5. Test and Track Everything – Disney uses a lot of tracking of customer feedback to enhance sales.  For instance, they have cast members at the gates asking you to rate details of your experience in the park.  Testing and tracking over time produces better results when marketing.  Not testing and tracking, results in wasted time, money, and effort.

6. Always Innovate – Ask yourself if there is a better way to be doing things?  Fast Passes were a huge innovation at Disney because people standing in long lines for rides would become unhappy and frustrated.  They also couldn’t spend money while in line, which was bad for business.  The creation of the Fast Passes allowed people to reserve their place in line while they continued to shop and eat, etc.  Walt Disney was known for always improving things and never accepting that anything was impossible.  Innovations not only make things possible, but improve the daily functions of any business.

Gyl Kasewurm and I will be presenting a half-day learning lab on Wednesday afternoon.  You can checkout the info here:

(It looks like the direct link is broken, but you can find the details by searching at the page below.)

Learning Lab: Multimedia Marketing Techniques that are Sure to Grow Your Practice (Offers ABA Tier 1 Hours) – 210B

See ya in Anaheim!

 

Audiology Marketing Now Episode 15

5 Responses to “Episode #15: Learning From the Mouse – What the Walt Disney Company Can Teach Us About Marketing a Hearing Practice”

  1. Matt

    01. Apr, 2013

    Here’s another one of our office innovations:

    A lot of OAE equipment uses foam tips, but ours uses soft plastic tips. Sometimes they don’t stay in small, squirmy ears as well as we would like.

    We did some testing, and came up with a solution. When we run into trouble getting them to stay in, we use a pediatric insert earphone tip. We slice off the plastic stem with a razor blade and use a tubing stretcher to fit the foam tip over the probe tip.

    Calibration still works and we’re usually able to get robust OAEs, even with squirmy kids.

    Reply to this comment
  2. Matt

    01. Apr, 2013

    And another to prime the pump . . .

    While supervising students, it’s nice to have the talkback sound from the booth going through speakers instead of just headphones. Family members appreciate this too, while waiting outside the booth.

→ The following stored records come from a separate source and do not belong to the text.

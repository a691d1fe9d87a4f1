// Copyright (c) 2025 Kirky.X
//
// Licensed under the MIT License
// See LICENSE file in the project root for full license information.

pub mod auth_api_test;
pub mod health_check;
pub mod helpers;
pub mod lineup_rating_api_test;
pub mod match_api_test;
pub mod statistics_api_test;
pub mod team_api_test;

    Our audiometer didn’t support this. So after quite a while of trying to figure out a solution, we found a cheap amplifier/mic combo that did the trick. We’ve been using it for years without any problems at all. (See Episode 5 for details)

    Reply to this comment
  3. Evan

    04. Apr, 2013

    Interesting episode. Wanted to know how you feel about video otoscopy is that innovative or is it a gimmick? I think if you make the hearing aid evaluation interactive that impresses the pt. It is not just a hearing test and throwing on a pair of hearing aids. It is experiencing how to hear and everything they are missing.

    Reply to this comment
    • Matt

      05. Apr, 2013

      I agree. Interactivity is great. Video otoscopy is a great clinical tool as well as something that can make the appointment more interesting and memorable.

      I bought my first video otoscope after I identified a perf (confirmed w/ typanometry), the pt ordered HAs, and when they went to their doc for medical clearance, the doc told them they didn’t have a perf.

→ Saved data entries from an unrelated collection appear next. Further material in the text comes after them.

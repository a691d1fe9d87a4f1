// Copyright (c) 2025 Kirky.X
//
// Licensed under the MIT License
// See LICENSE file in the project root for full license information.

use sea_orm::entity::prelude::*;
use serde::{Deserialize, Serialize};

/// 球员数据库实体模型
#[derive(Clone, Debug, PartialEq, DeriveEntityModel, Serialize, Deserialize)]
#[sea_orm(table_name = "players")]
pub struct Model {
    #[sea_orm(primary_key, auto_increment = false)]
    pub id: String,
    pub first_name: String,
    pub last_name: String,
    pub position: String,
    pub nationality: Option<String>,
    pub image_url: Option<String>,
    pub date_of_birth: Option<Date>,
    pub team_id: Option<String>,
    pub created_at: ChronoDateTimeWithTimeZone,
    pub updated_at: ChronoDateTimeWithTimeZone,
}

#[derive(Copy, Clone, Debug, EnumIter, DeriveRelation)]
pub enum Relation {}

impl ActiveModelBehavior for ActiveModel {}
// Copyright 2025 Kirky.X
//
// Licensed under the Apache License, Version 2.0 (the "License");
// you may not use this file except in compliance with the License.
// You may obtain a copy of the License at
//
//     http://www.apache.org/licenses/LICENSE-2.0
//
// Unless required by applicable law or agreed to in writing, software
// distributed under the License is distributed on an "AS IS" BASIS,
// WITHOUT WARRANTIES OR CONDITIONS OF ANY KIND, either express or implied.
// See the License for the specific language governing permissions and
// limitations under the License.

use crate::config::settings::DatabaseSettings;
use migration::{Migrator, MigratorTrait};
use sea_orm::{ConnectOptions, Database, DatabaseConnection, DbErr};
use std::time::Duration;
use tracing::info;

/// 创建数据库连接池
///
/// # 参数
///
/// * `settings` - 数据库配置
///
/// # 返回值
///
/// * `Ok(DatabaseConnection)` - 数据库连接
/// * `Err(DbErr)` - 连接过程中出现的错误
pub async fn create_pool(settings: &DatabaseSettings) -> Result<DatabaseConnection, DbErr> {
    let mut opt = ConnectOptions::new(settings.url.to_owned());

    // In-memory SQLite databases live inside a single connection
    let in_memory = settings.url.contains(":memory:");

    if in_memory {
        opt.max_connections(1).min_connections(1);
    } else {
        if let Some(max) = settings.max_connections {
            opt.max_connections(max);
        }
        if let Some(min) = settings.min_connections {
            opt.min_connections(min);
        }
    }

    if let Some(timeout) = settings.connect_timeout {
        opt.connect_timeout(Duration::from_secs(timeout));
        opt.acquire_timeout(Duration::from_secs(timeout));
    }

    if let Some(idle) = settings.idle_timeout {
        if !in_memory {
            opt.idle_timeout(Duration::from_secs(idle));
        }
    }

    if !in_memory {
        opt.max_lifetime(Duration::from_secs(3600));
    }
    opt.sqlx_logging(false);

    Database::connect(opt).await
}

/// 应用所有未执行的迁移
pub async fn run_migrations(db: &DatabaseConnection) -> Result<(), DbErr> {
    info!("Running database migrations...");
    Migrator::up(db, None).await?;
    info!("Database migrations applied");
    Ok(())
}
use crate::state::messages::{NetworkRequest, NetworkResponse};
use crate::state::requests::Ticket;
use log::{debug, error};
use nba_api::client::{ApiError, NbaApi, ProfileBundle};
use std::sync::Arc;
use std::sync::atomic::{AtomicBool, Ordering};
use std::time::Duration;
use tokio::sync::mpsc;

const SPINNER_CHARS: [char; 10] = ['⠋', '⠙', '⠹', '⠸', '⠼', '⠴', '⠦', '⠧', '⠇', '⠏'];
pub const ERROR_CHAR: char = '!';

#[derive(Debug, Copy, Clone)]
pub struct LoadingState {
    pub is_loading: bool,
    pub spinner_char: char,
}

impl Default for LoadingState {
    fn default() -> Self {
        Self { is_loading: false, spinner_char: ' ' }
    }
}

pub struct NetworkWorker {
    client: NbaApi,
    requests: mpsc::Receiver<NetworkRequest>,
    responses: mpsc::Sender<NetworkResponse>,
    is_loading: Arc<AtomicBool>,
}

impl NetworkWorker {
    pub fn new(
        client: NbaApi,
        requests: mpsc::Receiver<NetworkRequest>,
        responses: mpsc::Sender<NetworkResponse>,
    ) -> Self {
        Self {
            client,
            requests,
            responses,
            is_loading: Arc::new(AtomicBool::new(false)),
        }
    }

    pub async fn run(mut self) {
        while let Some(request) = self.requests.recv().await {
            self.start_loading_animation().await;

            let ticket = request.ticket();
            let result = self.handle(request).await;

            debug!("network request {ticket:?} complete");
            self.stop_loading_animation(result.is_ok()).await;

            let response = result.unwrap_or_else(|err| NetworkResponse::Error {
                ticket,
                message: err.to_string(),
            });

            if let Err(e) = self.responses.send(response).await {
                error!("Failed to send network response: {e}");
                break;
            }
        }
    }

    async fn handle(&self, request: NetworkRequest) -> Result<NetworkResponse, ApiError> {
        match request {
            NetworkRequest::LoadGames { ticket } => {
                debug!("loading scoreboard");
                let games = self.client.fetch_games().await?;
                Ok(NetworkResponse::GamesLoaded { ticket, games })
            }
            NetworkRequest::LoadStandings { ticket } => {
                debug!("loading standings");
                let teams = self.client.fetch_teams().await?;
                Ok(NetworkResponse::StandingsLoaded { ticket, teams })
            }
            NetworkRequest::LoadPlayers { ticket } => {
                debug!("loading player directory");
                let players = self.client.fetch_players().await?;
                Ok(NetworkResponse::PlayersLoaded { ticket, players })
            }
            NetworkRequest::LoadMatchup { ticket, game_id } => {
                debug!("loading matchup rosters for game {game_id}");
                let matchup = self.client.fetch_matchup_with_grades(&game_id).await?;
                Ok(NetworkResponse::MatchupLoaded { ticket, matchup })
            }
            NetworkRequest::LoadProfile { ticket, player_id } => {
                debug!("loading profile for player {player_id}");
                let ProfileBundle { profile, teammates } =
                    self.client.fetch_profile_bundle(&player_id).await?;
                Ok(NetworkResponse::ProfileLoaded { ticket, profile, teammates })
            }
            NetworkRequest::LoadTeammate { ticket, player_id } => {
                debug!("loading teammate game log for player {player_id}");
                let profile = self.client.fetch_player_profile(&player_id).await?;
                Ok(NetworkResponse::TeammateLoaded {
                    ticket,
                    player_id,
                    game_logs: profile.game_logs,
                })
            }
            NetworkRequest::LoadTeamProfile { ticket, team_id } => {
                debug!("loading team profile for team {team_id}");
                let team = self.client.fetch_team_profile(&team_id).await?;
                Ok(NetworkResponse::TeamProfileLoaded { ticket, team })
            }
        }
    }

    async fn start_loading_animation(&self) {
        self.is_loading.store(true, Ordering::Relaxed);

        let mut loading_state =
            LoadingState { is_loading: true, spinner_char: SPINNER_CHARS[0] };
        let _ = self
            .responses
            .send(NetworkResponse::LoadingStateChanged { loading_state })
            .await;

        let responses = self.responses.clone();
        let is_loading = self.is_loading.clone();

        tokio::spawn(async move {
            let mut spinner_index = 1;
            let mut interval = tokio::time::interval(Duration::from_millis(33));
            loop {
                interval.tick().await;
                if !is_loading.load(Ordering::Relaxed) {
                    break;
                }
                loading_state.spinner_char = SPINNER_CHARS[spinner_index];
                spinner_index = (spinner_index + 1) % SPINNER_CHARS.len();
                let _ = responses
                    .send(NetworkResponse::LoadingStateChanged { loading_state })
                    .await;
            }
        });
    }

    async fn stop_loading_animation(&self, is_ok: bool) {
        self.is_loading.store(false, Ordering::Relaxed);
        tokio::time::sleep(Duration::from_millis(15)).await;

        let spinner_char = if is_ok { ' ' } else { ERROR_CHAR };
        let _ = self
            .responses
            .send(NetworkResponse::LoadingStateChanged {
                loading_state: LoadingState { is_loading: false, spinner_char },
            })
            .await;
    }
}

      The pt canceled their order and I never saw them again. Had they been able to see their perf via video otoscopy, they wouldn’t have lost their confidence in me.

      Reply to this comment
  4. Dr. Jeff Baller

    08. Apr, 2013

    Great information. So interesting how you can learn from the biggest companies and apply some of the same principles to our small businesses. Thank you for providing such great knowledge to us Audiologists to help grow and run our businesses more efficiently.